DEATH, TAXES, AND OPPOSITIONAL FORCES

They say nothing is certain but death and taxes, although might we suggest another: oppositional forces. Ironically, both death and oppositional forces are key to an ongoing policy debate. Aquamation, also known as water cremation, is a method of body disposal that is legal in 15 states. While supporters consider it to be “kinder” than embalming or cremation, as well as the “most environmentally friendly method of death care,” opponents – ranging from casket-makers to the Catholic Church – have mobilized against efforts enabling its spread.

After supporters spent $40,000 lobbying one state legislature to legalize aquamation, they were dismayed when a lawmaker who was also a casket-maker derailed the initiative with a viral floor speech comparing the process to “flushing” a loved one. The takeaway? That in today’s policy environment, shoe-leather lobbying in and of itself is not enough, particularly when you can count on death, taxes, and oppositional forces. 

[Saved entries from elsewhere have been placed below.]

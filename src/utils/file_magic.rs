//! 文件魔术字节校验
//!
//! 上传代理到媒体托管之前，先用首块数据校验内容与扩展名是否一致。

/// 校验数据前缀是否与扩展名匹配
///
/// 对不认识的扩展名返回 false（扩展名白名单在配置层，不在这里）。
pub fn validate_magic_bytes(data: &[u8], extension: &str) -> bool {
    match extension {
        ".jpg" | ".jpeg" => data.starts_with(&[0xFF, 0xD8, 0xFF]),
        ".png" => data.starts_with(&[0x89, 0x50, 0x4E, 0x47, 0x0D, 0x0A, 0x1A, 0x0A]),
        ".gif" => data.starts_with(b"GIF87a") || data.starts_with(b"GIF89a"),
        ".webp" => data.len() >= 12 && data.starts_with(b"RIFF") && &data[8..12] == b"WEBP",
        // ISO-BMFF: 偏移 4 处是 "ftyp"
        ".mp4" | ".m4v" | ".mov" => data.len() >= 8 && &data[4..8] == b"ftyp",
        ".webm" | ".mkv" => data.starts_with(&[0x1A, 0x45, 0xDF, 0xA3]),
        _ => false,
    }
}

#[cfg(test)]
mod tests {
    use super::*;

    #[test]
    fn test_jpeg_magic() {
        assert!(validate_magic_bytes(&[0xFF, 0xD8, 0xFF, 0xE0], ".jpg"));
        assert!(!validate_magic_bytes(&[0x00, 0x01], ".jpg"));
    }

    #[test]
    fn test_png_magic() {
        assert!(validate_magic_bytes(
            &[0x89, 0x50, 0x4E, 0x47, 0x0D, 0x0A, 0x1A, 0x0A, 0x00],
            ".png"
        ));
        assert!(!validate_magic_bytes(b"GIF89a...", ".png"));
    }

    #[test]
    fn test_mp4_magic() {
        let mut data = vec![0x00, 0x00, 0x00, 0x20];
        data.extend_from_slice(b"ftypisom");
        assert!(validate_magic_bytes(&data, ".mp4"));
        assert!(!validate_magic_bytes(b"RIFF....WEBP", ".mp4"));
    }

    #[test]
    fn test_unknown_extension() {
        assert!(!validate_magic_bytes(&[0xFF, 0xD8, 0xFF], ".exe"));
    }
}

NOT WAYFAIR WINDS AND FOLLOWING SEAS

The President may see it as “a big, big victory”, but the Supreme Court’s Wayfair decision giving state and local governments the ability to start collecting sales taxes from online retailers seems like a big, big headache for pretty much everyone else. As foreshadowed in a previous TL;DR, the ruling may lead to an open season for politicians to implement new revenue schemes and push the limits of their taxing authority.

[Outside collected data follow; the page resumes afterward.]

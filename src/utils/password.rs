use argon2::password_hash::{SaltString, rand_core::OsRng};
use argon2::{Algorithm, Argon2, Params, PasswordHash, PasswordHasher, PasswordVerifier, Version};

use crate::config::AppConfig;
use crate::errors::SchoolSystemError;

/// 哈希密码
pub fn hash_password(password: &str) -> Result<String, SchoolSystemError> {
    let config = AppConfig::get();
    let params = Params::new(
        config.argon2.memory_cost,
        config.argon2.time_cost,
        config.argon2.parallelism,
        None,
    )
    .map_err(|e| SchoolSystemError::validation(format!("Argon2 参数错误: {e}")))?;

    let argon2 = Argon2::new(Algorithm::Argon2id, Version::V0x13, params);
    let salt = SaltString::generate(&mut OsRng);
    let hash = argon2
        .hash_password(password.as_bytes(), &salt)
        .map_err(|e| SchoolSystemError::validation(format!("密码哈希失败: {e}")))?;
    Ok(hash.to_string())
}

/// 验证密码
pub fn verify_password(password: &str, hash: &str) -> bool {
    match PasswordHash::new(hash) {
        Ok(parsed_hash) => Argon2::default()
            .verify_password(password.as_bytes(), &parsed_hash)
            .is_ok(),
        Err(_) => false,
    }
}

Not only will companies and consumers have to adapt to a patchwork of state-specific laws in the absence of congressional action, small online businesses may even find themselves in local courthouses far from their location fighting the expansive new tax laws. Consumers may also begin seeing new numbers popping up in their online shopping carts and possibly even with their streaming services. Sometimes, the Court’s ruling enables clarity at the federal level on a public policy question. In this case, Wayfair instead may make that even more unlikely as state and local governments get used to the idea of a new source of revenue.

TOO BIG TO PUNISH?

In an investigative piece, CQ Magazine’s Mike Magner argues Wall Street regulators have been taking it to small firms, and in comparison, letting the big banks off the hook. Magner and Georgetown Law Professor Urska Velikonja dug into Security and Exchange Commission (SEC) enforcement data of the 1,620 cases the regulatory agency has settled since 2008, determining that 762 of those cases would have “triggered automatic” penalties under the Dodd-Frank law regulating financial institutions. However, the SEC passed on enforcing these automatic penalties in 26 percent of these cases, most of which involved most major banks and financial institutions rather than smaller firms.

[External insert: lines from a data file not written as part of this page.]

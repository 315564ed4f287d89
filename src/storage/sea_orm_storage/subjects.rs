use super::SeaOrmStorage;
use crate::entity::subjects::{ActiveModel, Column, Entity as Subjects};
use crate::errors::{Result, SchoolSystemError};
use crate::models::SortOrder;
use crate::models::subjects::{
    entities::{Subject, SubjectStatus},
    requests::SubjectListQuery,
};
use sea_orm::{
    ActiveModelTrait, ColumnTrait, EntityTrait, PaginatorTrait, QueryFilter, QueryOrder, Set,
};

impl SeaOrmStorage {
    /// 创建科目
    pub async fn create_subject_impl(
        &self,
        name: &str,
        description: Option<String>,
    ) -> Result<Subject> {
        let now = chrono::Utc::now().timestamp();

        let model = ActiveModel {
            name: Set(name.to_string()),
            description: Set(description),
            status: Set(SubjectStatus::Active.to_string()),
            created_at: Set(now),
            updated_at: Set(now),
            ..Default::default()
        };

        let result = model
            .insert(&self.db)
            .await
            .map_err(|e| SchoolSystemError::database_operation(format!("创建科目失败: {e}")))?;

        Ok(result.into_subject())
    }

    pub async fn get_subject_by_id_impl(&self, id: i64) -> Result<Option<Subject>> {
        let result = Subjects::find_by_id(id)
            .one(&self.db)
            .await
            .map_err(|e| SchoolSystemError::database_operation(format!("查询科目失败: {e}")))?;

        Ok(result.map(|m| m.into_subject()))
    }

    pub async fn get_subject_by_name_impl(&self, name: &str) -> Result<Option<Subject>> {
        let result = Subjects::find()
            .filter(Column::Name.eq(name))
            .one(&self.db)
            .await
            .map_err(|e| SchoolSystemError::database_operation(format!("查询科目失败: {e}")))?;

        Ok(result.map(|m| m.into_subject()))
    }

    pub async fn list_subjects_impl(&self, query: &SubjectListQuery) -> Result<Vec<Subject>> {
        let mut select = Subjects::find();

        if let Some(status) = query.status {
            select = select.filter(Column::Status.eq(status.to_string()));
        }

        // 科目列表默认按名称排序
        select = match query.order.unwrap_or(SortOrder::AZ) {
            SortOrder::AZ => select.order_by_asc(Column::Name),
            SortOrder::ZA => select.order_by_desc(Column::Name),
            SortOrder::Recent => select.order_by_desc(Column::CreatedAt),
            SortOrder::Oldest => select.order_by_asc(Column::CreatedAt),
        };

        let result = select
            .all(&self.db)
            .await
            .map_err(|e| SchoolSystemError::database_operation(format!("查询科目列表失败: {e}")))?;

        Ok(result.into_iter().map(|m| m.into_subject()).collect())
    }

    pub async fn subjects_by_ids_impl(&self, ids: &[i64]) -> Result<Vec<Subject>> {
        if ids.is_empty() {
            return Ok(Vec::new());
        }

        let result = Subjects::find()
            .filter(Column::Id.is_in(ids.to_vec()))
            .order_by_asc(Column::Name)
            .all(&self.db)
            .await
            .map_err(|e| SchoolSystemError::database_operation(format!("查询科目失败: {e}")))?;

        Ok(result.into_iter().map(|m| m.into_subject()).collect())
    }

    pub async fn update_subject_impl(
        &self,
        id: i64,
        name: &str,
        description: Option<String>,
    ) -> Result<Option<Subject>> {
        let existing = self.get_subject_by_id_impl(id).await?;
        if existing.is_none() {
            return Ok(None);
        }

        let model = ActiveModel {
            id: Set(id),
            name: Set(name.to_string()),
            description: Set(description),
            updated_at: Set(chrono::Utc::now().timestamp()),
            ..Default::default()
        };

        model
            .update(&self.db)
            .await
            .map_err(|e| SchoolSystemError::database_operation(format!("更新科目失败: {e}")))?;

        self.get_subject_by_id_impl(id).await
    }

    pub async fn delete_subject_impl(&self, id: i64) -> Result<bool> {
        let result = Subjects::delete_by_id(id)
            .exec(&self.db)
            .await
            .map_err(|e| SchoolSystemError::database_operation(format!("删除科目失败: {e}")))?;

        Ok(result.rows_affected > 0)
    }

    pub async fn count_subjects_impl(&self) -> Result<u64> {
        let count = Subjects::find()
            .count(&self.db)
            .await
            .map_err(|e| SchoolSystemError::database_operation(format!("统计科目数量失败: {e}")))?;

        Ok(count)
    }
}
//! SeaORM 实体定义
//!
//! 这些实体用于数据库操作，与 models 模块中的业务实体分离。
//! Storage 层使用这些实体进行 CRUD 操作，然后转换为 models 中的业务实体。

pub mod prelude;

pub mod activities;
pub mod activity_scores;
pub mod attendances;
pub mod class_students;
pub mod class_subjects;
pub mod class_teachers;
pub mod classes;
pub mod course_classes;
pub mod course_enrollments;
pub mod course_progress;
pub mod courses;
pub mod guardians;
pub mod report_cards;
pub mod student_guardians;
pub mod students;
pub mod subjects;
pub mod teacher_subjects;
pub mod teachers;
pub mod users;
pub mod weekly_lessons;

The reasons cited for the disparate treatment included the reluctance to punish a large firm for the bad actions of a few individuals, the generally “more robust compliance systems” that large institutions can afford to have in place, and the negative impact such penalties could have on the financial system as a whole. Regulations such as Dodd-Frank were put in place to hold major banks and financial institutions more accountable and ensure no future financial crisis is caused by their irresponsibility, but this data shows the law aimed at addressing their past missteps may have instead hurt small banks on which many Americans depend.

PEOPLE ARE POLICY

While hundreds of key positions in the Administration remain unfilled after more than 500 days in office, the gears of government are grinding – and the people in place are the ones who are determining the direction of policy. For one example, look no further than The New York Times’ feature on the Heritage Foundation, a think-tank that has provided a list of conservatives “to serve in a post-Obama government,” and that has accomplished an impressive 64% of its policy agenda in the first year of the Administration.

The impact of people on policies and organizations is something we here at Delve are very familiar with, which is why we created our special report on understanding the Administration staffers in place last year.  Because then and now, when navigating complex policy issues in a challenging environment, insights into key stakeholders are key to achieving one’s public policy objectives.